Storia del codice Morse e accessibilità
Dall'invenzione del telegrafo di Samuel Morse e Alfred Vail alle moderne tecnologie assistive. Scopri come 190 anni di innovazione hanno plasmato la comunicazione globale e reso la segnalazione accessibile a tutti.
La storia del Codice Morse
Prima del telegrafo
Prima dell'invenzione del telegrafo negli anni '30 dell'Ottocento, le comunicazioni a lunga distanza erano limitate dalla velocità del trasporto fisico. Le lettere impiegavano settimane o mesi per arrivare a cavallo, nave o treno. Sebbene esistessero sistemi semaforici visivi (che utilizzavano bandiere o bracci meccanici sulle torri), essi si basavano sulla linea di vista e sul tempo sereno.

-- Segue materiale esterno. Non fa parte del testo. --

use leptos::{html, prelude::*};
use leptos_use::use_element_visibility;

/// Page section that fades up the first time it scrolls into view.
///
/// `animate=false` renders it already revealed (used for the hero, which has
/// to be visible on first paint).
#[component]
pub fn RevealSection(
    #[prop(optional, into)] id: Option<String>,
    #[prop(optional, into)] class: String,
    #[prop(default = 0.0)] delay: f64,
    #[prop(default = true)] animate: bool,
    children: Children,
) -> impl IntoView {
    let section_ref = NodeRef::<html::Section>::new();
    let visible = use_element_visibility(section_ref);
    let (revealed, set_revealed) = signal(!animate);

    // once revealed it stays revealed
    Effect::watch(
        move || visible.get(),
        move |is_visible, _, _| {
            if *is_visible && !revealed.get_untracked() {
                set_revealed.set(true);
            }
        },
        true,
    );

    let style = animate.then(|| format!("transition-delay: {delay}s"));

    view! {
        <section
            node_ref=section_ref
            id=id
            style=style
            class=move || {
                let state = if revealed.get() { "reveal reveal-in" } else { "reveal" };
                format!("w-full max-w-2xl mx-auto px-4 sm:px-6 py-10 sm:py-12 {state} {class}")
            }
        >
            {children()}
        </section>
    }
}
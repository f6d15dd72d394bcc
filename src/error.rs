use thiserror::Error;

/// Failure of an optional browser capability (storage, share, clipboard).
///
/// These never reach the page: callers log them and carry on with whatever
/// degraded behaviour is left.
#[derive(Error, Debug, Clone, PartialEq, Eq)]
pub enum CapabilityError {
    #[error("{0} is not available")]
    Unavailable(&'static str),
    #[error("rejected: {0}")]
    Rejected(String),
}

La scoperta dell'elettromagnetismo all'inizio del XIX secolo ha aperto la strada a un'idea rivoluzionaria: trasmettere istantaneamente informazioni su un filo utilizzando impulsi elettrici.
Samuel Morse e Alfred Vail
Un artista e inventore americano, Samuel F.B. Morse, rimase affascinato dall'idea di un telegrafo elettromagnetico nel 1832. Insieme al suo assistente e partner, Alfred Vail, sviluppò un sistema in grado di trasmettere impulsi elettrici attraverso un filo.

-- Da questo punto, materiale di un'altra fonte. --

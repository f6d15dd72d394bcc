use chrono::{Datelike, Utc};
use leptos::prelude::*;

use crate::content::{json_ld_script, Profile, PROFILE};
use crate::icon::Icon;

use super::cards::{HighlightCards, SocialLinkCard};
use super::dock::BottomDock;
use super::icon::SvgIcon;
use super::section::RevealSection;
use super::spotlight::SpotlightCard;

const NOISE_SVG: &str = "url(\"data:image/svg+xml,%3Csvg viewBox='0 0 100 100' xmlns='http://www.w3.org/2000/svg'%3E%3Cfilter id='noiseFilter'%3E%3CfeTurbulence type='fractalNoise' baseFrequency='0.65' numOctaves='3' stitchTiles='stitch'/%3E%3C/filter%3E%3Crect width='100%25' height='100%25' filter='url(%23noiseFilter)'/%3E%3C/svg%3E\")";

#[component]
pub fn HomePage() -> impl IntoView {
    let profile = &PROFILE;
    let json_ld = json_ld_script(profile).unwrap_or_else(|e| {
        log::error!("structured data not rendered: {e}");
        String::new()
    });
    view! {
        <script type="application/ld+json" inner_html=json_ld></script>
        <div class="min-h-screen w-full relative overflow-x-hidden pb-28 sm:pb-32">
            <NoiseOverlay />
            <BottomDock />
            <BackgroundOrbs />
            <main class="relative z-10">
                <div id="home">
                    <Hero profile />
                </div>
                <div id="about">
                    <RevealSection delay=0.1 class="px-4">
                        <SectionHeading icon=Icon::Briefcase tone="cyan" title="Professional Overview" />
                        <SpotlightCard class="p-6 sm:p-8 md:p-12">
                            <p class="text-slate-700 dark:text-slate-300 leading-relaxed text-base sm:text-lg md:text-xl font-light text-justify">
                                "As the " {profile.role} " of "
                                <OrgLinks profile class="font-semibold text-slate-900 dark:text-white hover:text-cyan-700 dark:hover:text-cyan-400 transition-colors" />
                                ", " {profile.biography}
                            </p>
                            <ul class="mt-6 sm:mt-8 flex flex-wrap gap-2 sm:gap-3" aria-label="Professional focus areas">
                                {profile
                                    .focus_tags
                                    .iter()
                                    .map(|tag| {
                                        view! {
                                            <li>
                                                <span class="inline-block px-3 sm:px-4 py-1.5 sm:py-2 rounded-full bg-slate-100 dark:bg-white/5 border border-slate-200 dark:border-white/10 text-xs sm:text-sm font-semibold text-slate-700 dark:text-slate-300 tracking-wide hover:bg-cyan-50 dark:hover:bg-cyan-900/20 transition-colors cursor-default">
                                                    {*tag}
                                                </span>
                                            </li>
                                        }
                                    })
                                    .collect_view()}
                            </ul>
                        </SpotlightCard>
                    </RevealSection>
                </div>
                <div id="education">
                    <RevealSection delay=0.15 class="px-4">
                        <SectionHeading icon=Icon::GraduationCap tone="amber" title="Education" />
                        <SpotlightCard class="p-6 sm:p-8 md:p-12">
                            <h3 class="text-lg sm:text-xl md:text-2xl font-bold text-slate-900 dark:text-white mb-2">
                                {profile.education.degree}
                            </h3>
                            <p class="text-slate-700 dark:text-slate-300 text-sm sm:text-lg font-medium">
                                {profile.education.institution}
                            </p>
                        </SpotlightCard>
                    </RevealSection>
                </div>
                <div id="highlights">
                    <RevealSection delay=0.2 class="px-4">
                        <SectionHeading icon=Icon::Zap tone="violet" title="Key Highlights" />
                        <HighlightCards highlights=profile.highlights />
                    </RevealSection>
                </div>
                <div id="connect">
                    <RevealSection delay=0.25 class="px-4">
                        <SectionHeading icon=Icon::Users tone="emerald" title="Connect" />
                        <div class="grid grid-cols-1 sm:grid-cols-2 gap-3 sm:gap-4">
                            {profile
                                .social_links
                                .iter()
                                .map(|link| view! { <SocialLinkCard link=*link /> })
                                .collect_view()}
                        </div>
                    </RevealSection>
                </div>
                <CallToAction profile />
                <footer class="text-center text-slate-600 dark:text-slate-400 text-xs sm:text-sm py-6 sm:py-8 border-t border-slate-100 dark:border-white/5 mt-10">
                    <p>
                        {format!("© {} {} • {} Portfolio", Utc::now().year(), profile.name, profile.role)}
                    </p>
                </footer>
            </main>
        </div>
    }
}

#[component]
fn Hero(profile: &'static Profile) -> impl IntoView {
    view! {
        <RevealSection animate=false class="pt-20 pb-10 sm:pt-28 md:pt-36 md:pb-20 text-center px-4">
            // scale-only entrance so the avatar is painted immediately
            <div class="hero-enter relative inline-block mb-8 md:mb-12 group">
                <div
                    aria-hidden="true"
                    class="hero-glow absolute inset-0 rounded-full bg-gradient-to-tr from-cyan-500 to-violet-500 blur-2xl opacity-20 group-hover:opacity-40 transition-opacity duration-500"
                />
                <div class="hero-float">
                    <img
                        src=profile.avatar_url
                        alt=format!("{} - {}", profile.name, profile.role)
                        width="224"
                        height="224"
                        fetchpriority="high"
                        class="relative w-32 h-32 sm:w-44 sm:h-44 md:w-56 md:h-56 rounded-full border-4 border-white/20 dark:border-white/10 shadow-2xl object-cover mx-auto"
                    />
                </div>
            </div>

            <h1 class="text-3xl sm:text-5xl md:text-6xl font-extrabold tracking-tight mb-4 sm:mb-6">
                <span class="bg-clip-text text-transparent bg-gradient-to-r from-slate-900 via-cyan-700 to-slate-900 dark:from-white dark:via-slate-200 dark:to-slate-400 drop-shadow-sm pb-1">
                    {profile.name}
                </span>
            </h1>

            <div class="flex flex-col items-center gap-3 mb-8 sm:mb-10">
                <div class="flex items-center justify-center gap-3">
                    <span aria-hidden="true" class="h-px w-8 sm:w-12 bg-gradient-to-r from-transparent to-cyan-500" />
                    <span class="text-base sm:text-2xl md:text-3xl font-bold text-cyan-700 dark:text-cyan-200 uppercase tracking-[0.2em] sm:tracking-[0.25em]">
                        {profile.role}
                    </span>
                    <span aria-hidden="true" class="h-px w-8 sm:w-12 bg-gradient-to-l from-transparent to-cyan-500" />
                </div>
                <div class="flex flex-col md:flex-row items-center justify-center gap-1 sm:gap-2 text-xs sm:text-base md:text-lg text-slate-700 dark:text-slate-300 font-semibold tracking-wide max-w-xs sm:max-w-3xl mx-auto leading-relaxed uppercase opacity-90 text-center">
                    {profile
                        .organizations
                        .iter()
                        .enumerate()
                        .map(|(i, org)| {
                            view! {
                                {(i > 0)
                                    .then(|| {
                                        view! {
                                            <span aria-hidden="true" class="hidden md:inline text-cyan-500">
                                                "•"
                                            </span>
                                        }
                                    })}
                                <a
                                    href=org.url
                                    target="_blank"
                                    rel="noopener noreferrer"
                                    class="hover:text-cyan-700 dark:hover:text-cyan-400 transition-colors underline-offset-2"
                                >
                                    {org.name}
                                </a>
                            }
                        })
                        .collect_view()}
                </div>
            </div>

            <p class="text-slate-700 dark:text-slate-300 max-w-sm sm:max-w-2xl mx-auto text-base sm:text-xl md:text-2xl leading-relaxed px-2 sm:px-4 font-light">
                {profile.tagline}
                " "
                <br class="hidden md:block" />
                {profile.mission}
            </p>
        </RevealSection>
    }
}

/// Organisation names joined with "and", each linking out. The first word of
/// the name is used as the short form.
#[component]
fn OrgLinks(profile: &'static Profile, class: &'static str) -> impl IntoView {
    let count = profile.organizations.len();
    profile
        .organizations
        .iter()
        .enumerate()
        .map(|(i, org)| {
            let short = org.name.split_whitespace().next().unwrap_or(org.name);
            let sep = match count - i {
                1 => "",
                2 => " and ",
                _ => ", ",
            };
            view! {
                <a href=org.url target="_blank" rel="noopener noreferrer" class=class>
                    {short}
                </a>
                {sep}
            }
        })
        .collect_view()
}

#[component]
fn SectionHeading(icon: Icon, tone: &'static str, title: &'static str) -> impl IntoView {
    let tile = match tone {
        "amber" => "bg-amber-100 dark:bg-amber-900/30 text-amber-600 dark:text-amber-400",
        "violet" => "bg-violet-100 dark:bg-violet-900/30 text-violet-600 dark:text-violet-400",
        "emerald" => "bg-emerald-100 dark:bg-emerald-900/30 text-emerald-600 dark:text-emerald-400",
        _ => "bg-cyan-100 dark:bg-cyan-900/30 text-cyan-700 dark:text-cyan-400",
    };
    view! {
        <div class="flex items-center gap-3 mb-5 md:mb-8">
            <div class=format!("p-2 rounded-lg {tile}")>
                <SvgIcon icon class="w-5 h-5 sm:w-6 sm:h-6" />
            </div>
            <h2 class="text-xl sm:text-3xl font-bold text-slate-900 dark:text-white tracking-tight">
                {title}
            </h2>
        </div>
    }
}

#[component]
fn CallToAction(profile: &'static Profile) -> impl IntoView {
    let mailto = format!("mailto:{}", profile.email);
    view! {
        <RevealSection delay=0.3 class="text-center px-4">
            <SpotlightCard class="p-5 sm:p-10 md:p-20 bg-gradient-to-b from-slate-50 to-white dark:from-white/5 dark:to-white/[0.02]">
                <h2 class="text-xl sm:text-3xl md:text-5xl font-bold text-slate-900 dark:text-white mb-3 sm:mb-6">
                    "Ready to Collaborate?"
                </h2>
                <p class="text-slate-700 dark:text-slate-300 mb-6 sm:mb-10 max-w-xs sm:max-w-xl mx-auto text-sm sm:text-lg md:text-xl font-light text-center leading-relaxed">
                    "I am always open to discussing new ventures, speaking engagements, and strategic partnerships."
                </p>
                <div class="flex flex-col items-center gap-1.5 sm:gap-2 mb-6 sm:mb-8">
                    <a
                        href=mailto.clone()
                        class="text-base sm:text-xl font-medium text-slate-900 dark:text-white hover:text-cyan-700 dark:hover:text-cyan-400 transition-colors"
                    >
                        {profile.email}
                    </a>
                    <a
                        href=format!("tel:{}", profile.phone)
                        class="text-base sm:text-xl font-medium text-slate-900 dark:text-white hover:text-cyan-700 dark:hover:text-cyan-400 transition-colors"
                    >
                        {profile.phone_display}
                    </a>
                </div>
                <a
                    href=mailto
                    class="inline-flex items-center justify-center gap-2 sm:gap-3 px-6 py-3.5 sm:px-10 sm:py-5 bg-slate-900 dark:bg-white text-white dark:text-slate-950 rounded-full font-bold text-sm sm:text-xl hover:bg-slate-800 dark:hover:bg-cyan-50 transition-all shadow-xl shadow-slate-900/20 dark:shadow-white/10 w-full sm:w-auto min-h-[48px]"
                >
                    <SvgIcon icon=Icon::Mail />
                    <span>"Get in Touch"</span>
                    <SvgIcon icon=Icon::ArrowRight />
                </a>
            </SpotlightCard>
        </RevealSection>
    }
}

#[component]
fn NoiseOverlay() -> impl IntoView {
    view! {
        <div
            aria-hidden="true"
            class="fixed inset-0 z-[9999] pointer-events-none opacity-[0.45] mix-blend-soft-light"
            style:background-image=NOISE_SVG
            style:background-size="100px 100px"
        />
    }
}

/// Blurred colour orbs behind the content. Only `.orb-pulse` animates, and
/// only its opacity.
#[component]
fn BackgroundOrbs() -> impl IntoView {
    view! {
        <div aria-hidden="true" class="fixed inset-0 z-0 pointer-events-none overflow-hidden">
            <div class="hidden dark:block">
                <div class="orb-pulse absolute top-[-10%] left-[-10%] w-[300px] h-[300px] sm:w-[500px] sm:h-[500px] bg-cyan-900/20 rounded-full blur-[80px] sm:blur-[120px] opacity-50 mix-blend-screen" />
                <div class="absolute bottom-[-10%] right-[-10%] w-[350px] h-[350px] sm:w-[600px] sm:h-[600px] bg-violet-900/20 rounded-full blur-[80px] sm:blur-[120px] opacity-40 mix-blend-screen" />
                <div class="absolute top-[40%] left-[50%] -translate-x-1/2 w-[400px] h-[400px] sm:w-[800px] sm:h-[800px] bg-slate-900/50 rounded-full blur-[80px] sm:blur-[100px] opacity-30" />
            </div>
            <div class="block dark:hidden">
                <div class="absolute top-[-10%] left-[-10%] w-[300px] h-[300px] sm:w-[500px] sm:h-[500px] bg-cyan-200/40 rounded-full blur-[60px] sm:blur-[100px] opacity-60 mix-blend-multiply" />
                <div class="absolute bottom-[-10%] right-[-10%] w-[350px] h-[350px] sm:w-[600px] sm:h-[600px] bg-violet-200/40 rounded-full blur-[60px] sm:blur-[100px] opacity-60 mix-blend-multiply" />
                <div class="absolute top-[30%] left-[60%] w-[200px] h-[200px] sm:w-[400px] sm:h-[400px] bg-blue-100/50 rounded-full blur-[50px] sm:blur-[80px] opacity-50" />
            </div>
        </div>
    }
}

La soluzione era il codice Morse. Vail ha svolto un ruolo cruciale nello sviluppo del codice, assegnando specificamente le sequenze più brevi e più semplici (come un singolo punto per la "E") alle lettere più utilizzate nella lingua inglese, accelerando drasticamente i tempi di trasmissione.
"What hath God wrought" — Il primo messaggio telegrafico ufficiale inviato da Samuel Morse da Washington, D.C. a Baltimora il 24 maggio 1844.
Morse americano vs Morse internazionale
Il codice originale sviluppato da Morse e Vail è ora noto come codice Morse americano (o Morse ferroviario). Con l'espansione del telegrafo in Europa, una conferenza tenutasi a Berlino nel 1851 stabilì lo standard del codice Morse internazionale (noto anche come Morse continentale), che rimuoveva le differenze di spaziatura interna ed è oggi universalmente utilizzato.
L'età dell'oro e il declino
Il codice Morse ha alimentato la rapida espansione delle ferrovie, delle linee telegrafiche transcontinentali e, infine, del cavo telegrafico transatlantico. Con l'invenzione della radio, il codice Morse ha trovato una nuova casa nella radiotelegrafia, diventando l'ancora di salvezza per le spedizioni marittime e l'aviazione. Sebbene le comunicazioni digitali abbiano portato al suo declino come strumento commerciale, il codice Morse rimane ancora oggi vitale nella cultura dei radioamatori e nelle segnalazioni di emergenza.